//! OAuth token exchange
//!
//! POSTs the authorization code and PKCE verifier to Ory's token endpoint.
//! Confidential clients authenticate with HTTP Basic; public clients put
//! `client_id` in the form body instead.

use std::time::Duration;

use serde::{Deserialize, Serialize};
use tracing::debug;

use crate::constants::TOKEN_PREVIEW_CHARS;
use crate::error::{Error, Result};
use crate::provider::ProviderConfig;

/// Token endpoint response.
///
/// Treated as opaque apart from `id_token`. Ory omits `refresh_token` and
/// `id_token` when the matching scopes were not granted.
#[derive(Debug, Clone, Deserialize, Serialize)]
pub struct TokenResponse {
    pub access_token: String,
    #[serde(default, skip_serializing_if = "Option::is_none")]
    pub refresh_token: Option<String>,
    #[serde(default, skip_serializing_if = "Option::is_none")]
    pub id_token: Option<String>,
    #[serde(default, skip_serializing_if = "Option::is_none")]
    pub token_type: Option<String>,
    /// Seconds until the access token expires (delta, not absolute)
    #[serde(default, skip_serializing_if = "Option::is_none")]
    pub expires_in: Option<u64>,
    #[serde(default, skip_serializing_if = "Option::is_none")]
    pub scope: Option<String>,
}

/// Redacted view of a `TokenResponse` that is safe to render.
///
/// Tokens are cut to their first `TOKEN_PREVIEW_CHARS` characters followed
/// by `...`. The id_token is left out; its claims are shown separately.
#[derive(Debug, Clone, PartialEq, Eq, Serialize)]
pub struct TokenSummary {
    pub access_token: Option<String>,
    pub refresh_token: Option<String>,
    #[serde(skip_serializing_if = "Option::is_none")]
    pub token_type: Option<String>,
    #[serde(skip_serializing_if = "Option::is_none")]
    pub expires_in: Option<u64>,
    #[serde(skip_serializing_if = "Option::is_none")]
    pub scope: Option<String>,
}

impl From<&TokenResponse> for TokenSummary {
    fn from(tokens: &TokenResponse) -> Self {
        Self {
            access_token: Some(preview(&tokens.access_token)),
            refresh_token: tokens.refresh_token.as_deref().map(preview),
            token_type: tokens.token_type.clone(),
            expires_in: tokens.expires_in,
            scope: tokens.scope.clone(),
        }
    }
}

fn preview(token: &str) -> String {
    let head: String = token.chars().take(TOKEN_PREVIEW_CHARS).collect();
    format!("{head}...")
}

/// Exchange an authorization code for tokens.
///
/// `redirect_uri` must be the exact value sent in the authorization request.
/// The raw response body is kept on failure so the operator can see what
/// Ory rejected.
pub async fn exchange_code(
    client: &reqwest::Client,
    provider: &ProviderConfig,
    code: &str,
    redirect_uri: &str,
    code_verifier: &str,
    timeout: Duration,
) -> Result<TokenResponse> {
    let mut form = vec![
        ("grant_type", "authorization_code"),
        ("code", code),
        ("redirect_uri", redirect_uri),
        ("code_verifier", code_verifier),
    ];

    let mut request = client.post(provider.token_endpoint()).timeout(timeout);
    match provider.client_secret() {
        Some(secret) => {
            request = request.basic_auth(provider.client_id(), Some(secret.expose()));
        }
        None => form.push(("client_id", provider.client_id())),
    }

    let response = request
        .form(&form)
        .send()
        .await
        .map_err(|e| Error::Http(format!("token exchange request failed: {e}")))?;

    let status = response.status();
    let body = response
        .text()
        .await
        .map_err(|e| Error::Http(format!("reading token response failed: {e}")))?;
    debug!(status = status.as_u16(), "token endpoint responded");

    if !status.is_success() {
        return Err(Error::TokenEndpoint {
            status: status.as_u16(),
            body,
        });
    }

    serde_json::from_str::<TokenResponse>(&body).map_err(|e| Error::InvalidTokenResponse {
        status: status.as_u16(),
        reason: e.to_string(),
        body,
    })
}

#[cfg(test)]
mod tests {
    use super::*;
    use axum::extract::Form;
    use axum::http::{HeaderMap, StatusCode};
    use std::collections::HashMap;
    use std::sync::{Arc, Mutex};
    use tokio::net::TcpListener;

    #[derive(Debug, Clone)]
    struct CapturedRequest {
        authorization: Option<String>,
        form: HashMap<String, String>,
    }

    /// Start a mock token endpoint that records each request and replies
    /// with the given status and body.
    async fn start_token_server(
        status: StatusCode,
        body: &'static str,
    ) -> (String, Arc<Mutex<Vec<CapturedRequest>>>) {
        let listener = TcpListener::bind("127.0.0.1:0").await.unwrap();
        let url = format!("http://{}", listener.local_addr().unwrap());
        let captured = Arc::new(Mutex::new(Vec::new()));
        let sink = captured.clone();

        let app = axum::Router::new().route(
            "/oauth2/token",
            axum::routing::post(
                move |headers: HeaderMap, Form(form): Form<HashMap<String, String>>| {
                    let sink = sink.clone();
                    async move {
                        sink.lock().unwrap().push(CapturedRequest {
                            authorization: headers
                                .get("authorization")
                                .and_then(|v| v.to_str().ok())
                                .map(str::to_owned),
                            form,
                        });
                        (status, [("content-type", "application/json")], body)
                    }
                },
            ),
        );
        tokio::spawn(async move { axum::serve(listener, app).await.unwrap() });

        (url, captured)
    }

    #[test]
    fn token_response_deserializes_minimal_body() {
        let json = r#"{"access_token":"tok123","token_type":"bearer","expires_in":3600}"#;
        let tokens: TokenResponse = serde_json::from_str(json).unwrap();
        assert_eq!(tokens.access_token, "tok123");
        assert_eq!(tokens.token_type.as_deref(), Some("bearer"));
        assert_eq!(tokens.expires_in, Some(3600));
        assert!(tokens.refresh_token.is_none());
        assert!(tokens.id_token.is_none());
        assert!(tokens.scope.is_none());
    }

    #[test]
    fn token_response_requires_access_token() {
        let result = serde_json::from_str::<TokenResponse>(r#"{"token_type":"bearer"}"#);
        assert!(result.is_err());
    }

    #[test]
    fn summary_truncates_tokens() {
        let tokens = TokenResponse {
            access_token: "ory_at_abcdefghijklmnopqrstuvwxyz".into(),
            refresh_token: Some("ory_rt_0123456789abcdefghij".into()),
            id_token: Some("a.b.c".into()),
            token_type: Some("bearer".into()),
            expires_in: Some(3599),
            scope: Some("openid offline_access".into()),
        };
        let summary = TokenSummary::from(&tokens);
        assert_eq!(
            summary.access_token.as_deref(),
            Some("ory_at_abcdefghijklm...")
        );
        assert_eq!(
            summary.refresh_token.as_deref(),
            Some("ory_rt_0123456789abc...")
        );
        assert_eq!(summary.scope.as_deref(), Some("openid offline_access"));

        let json = serde_json::to_string(&summary).unwrap();
        assert!(!json.contains("abcdefghijklmnopqrstuvwxyz"));
        assert!(!json.contains("id_token"));
    }

    #[test]
    fn summary_of_short_token_still_marks_truncation() {
        let tokens: TokenResponse = serde_json::from_str(r#"{"access_token":"tok123"}"#).unwrap();
        let summary = TokenSummary::from(&tokens);
        assert_eq!(summary.access_token.as_deref(), Some("tok123..."));
        assert!(summary.refresh_token.is_none());

        let json = serde_json::to_value(&summary).unwrap();
        assert!(json["refresh_token"].is_null());
        assert!(json.get("token_type").is_none());
    }

    #[tokio::test]
    async fn public_client_sends_client_id_in_body() {
        let (url, captured) = start_token_server(
            StatusCode::OK,
            r#"{"access_token":"at_public","token_type":"bearer","expires_in":3600}"#,
        )
        .await;
        let provider = ProviderConfig::new(url, "public-client", None);

        let tokens = exchange_code(
            &reqwest::Client::new(),
            &provider,
            "ABC123",
            "http://localhost:8787/callback",
            "verifier-xyz",
            DEFAULT_TEST_TIMEOUT,
        )
        .await
        .unwrap();
        assert_eq!(tokens.access_token, "at_public");

        let requests = captured.lock().unwrap();
        assert_eq!(requests.len(), 1);
        let req = &requests[0];
        assert!(req.authorization.is_none(), "public client must not send Basic auth");
        assert_eq!(req.form["grant_type"], "authorization_code");
        assert_eq!(req.form["code"], "ABC123");
        assert_eq!(req.form["redirect_uri"], "http://localhost:8787/callback");
        assert_eq!(req.form["code_verifier"], "verifier-xyz");
        assert_eq!(req.form["client_id"], "public-client");
    }

    #[tokio::test]
    async fn confidential_client_uses_basic_auth() {
        use base64::Engine;
        use base64::engine::general_purpose::STANDARD;

        let (url, captured) =
            start_token_server(StatusCode::OK, r#"{"access_token":"at_conf"}"#).await;
        let provider = ProviderConfig::new(
            url,
            "conf-client",
            Some(common::Secret::new("s3cret".to_string())),
        );

        exchange_code(
            &reqwest::Client::new(),
            &provider,
            "code-1",
            "http://localhost:8787/callback",
            "verifier-1",
            DEFAULT_TEST_TIMEOUT,
        )
        .await
        .unwrap();

        let requests = captured.lock().unwrap();
        let expected = format!("Basic {}", STANDARD.encode("conf-client:s3cret"));
        assert_eq!(requests[0].authorization.as_deref(), Some(expected.as_str()));
        assert!(
            !requests[0].form.contains_key("client_id"),
            "confidential client authenticates via header only"
        );
    }

    #[tokio::test]
    async fn error_status_keeps_status_and_body() {
        let (url, _captured) = start_token_server(
            StatusCode::BAD_REQUEST,
            r#"{"error":"invalid_grant","error_description":"code expired"}"#,
        )
        .await;
        let provider = ProviderConfig::new(url, "client-1", None);

        let err = exchange_code(
            &reqwest::Client::new(),
            &provider,
            "stale",
            "http://localhost:8787/callback",
            "v",
            DEFAULT_TEST_TIMEOUT,
        )
        .await
        .unwrap_err();

        match err {
            Error::TokenEndpoint { status, body } => {
                assert_eq!(status, 400);
                assert!(body.contains("invalid_grant"));
            }
            other => panic!("expected TokenEndpoint, got {other:?}"),
        }
    }

    #[tokio::test]
    async fn malformed_success_body_is_rejected() {
        let (url, _captured) = start_token_server(StatusCode::OK, "<html>oops</html>").await;
        let provider = ProviderConfig::new(url, "client-1", None);

        let err = exchange_code(
            &reqwest::Client::new(),
            &provider,
            "c",
            "http://localhost:8787/callback",
            "v",
            DEFAULT_TEST_TIMEOUT,
        )
        .await
        .unwrap_err();

        match err {
            Error::InvalidTokenResponse { status, body, .. } => {
                assert_eq!(status, 200);
                assert_eq!(body, "<html>oops</html>");
            }
            other => panic!("expected InvalidTokenResponse, got {other:?}"),
        }
    }

    #[tokio::test]
    async fn unreachable_endpoint_is_http_error() {
        let provider = ProviderConfig::new("http://127.0.0.1:1", "client-1", None);
        let err = exchange_code(
            &reqwest::Client::new(),
            &provider,
            "c",
            "http://localhost:8787/callback",
            "v",
            DEFAULT_TEST_TIMEOUT,
        )
        .await
        .unwrap_err();
        assert!(matches!(err, Error::Http(_)), "got {err:?}");
    }

    const DEFAULT_TEST_TIMEOUT: Duration = Duration::from_secs(5);
}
+ + + + +
*YOUR ASSIGNMENT*
Tally the lines above that hold "crate" and write the result as a lone number.

*ANSWER SECTION*
3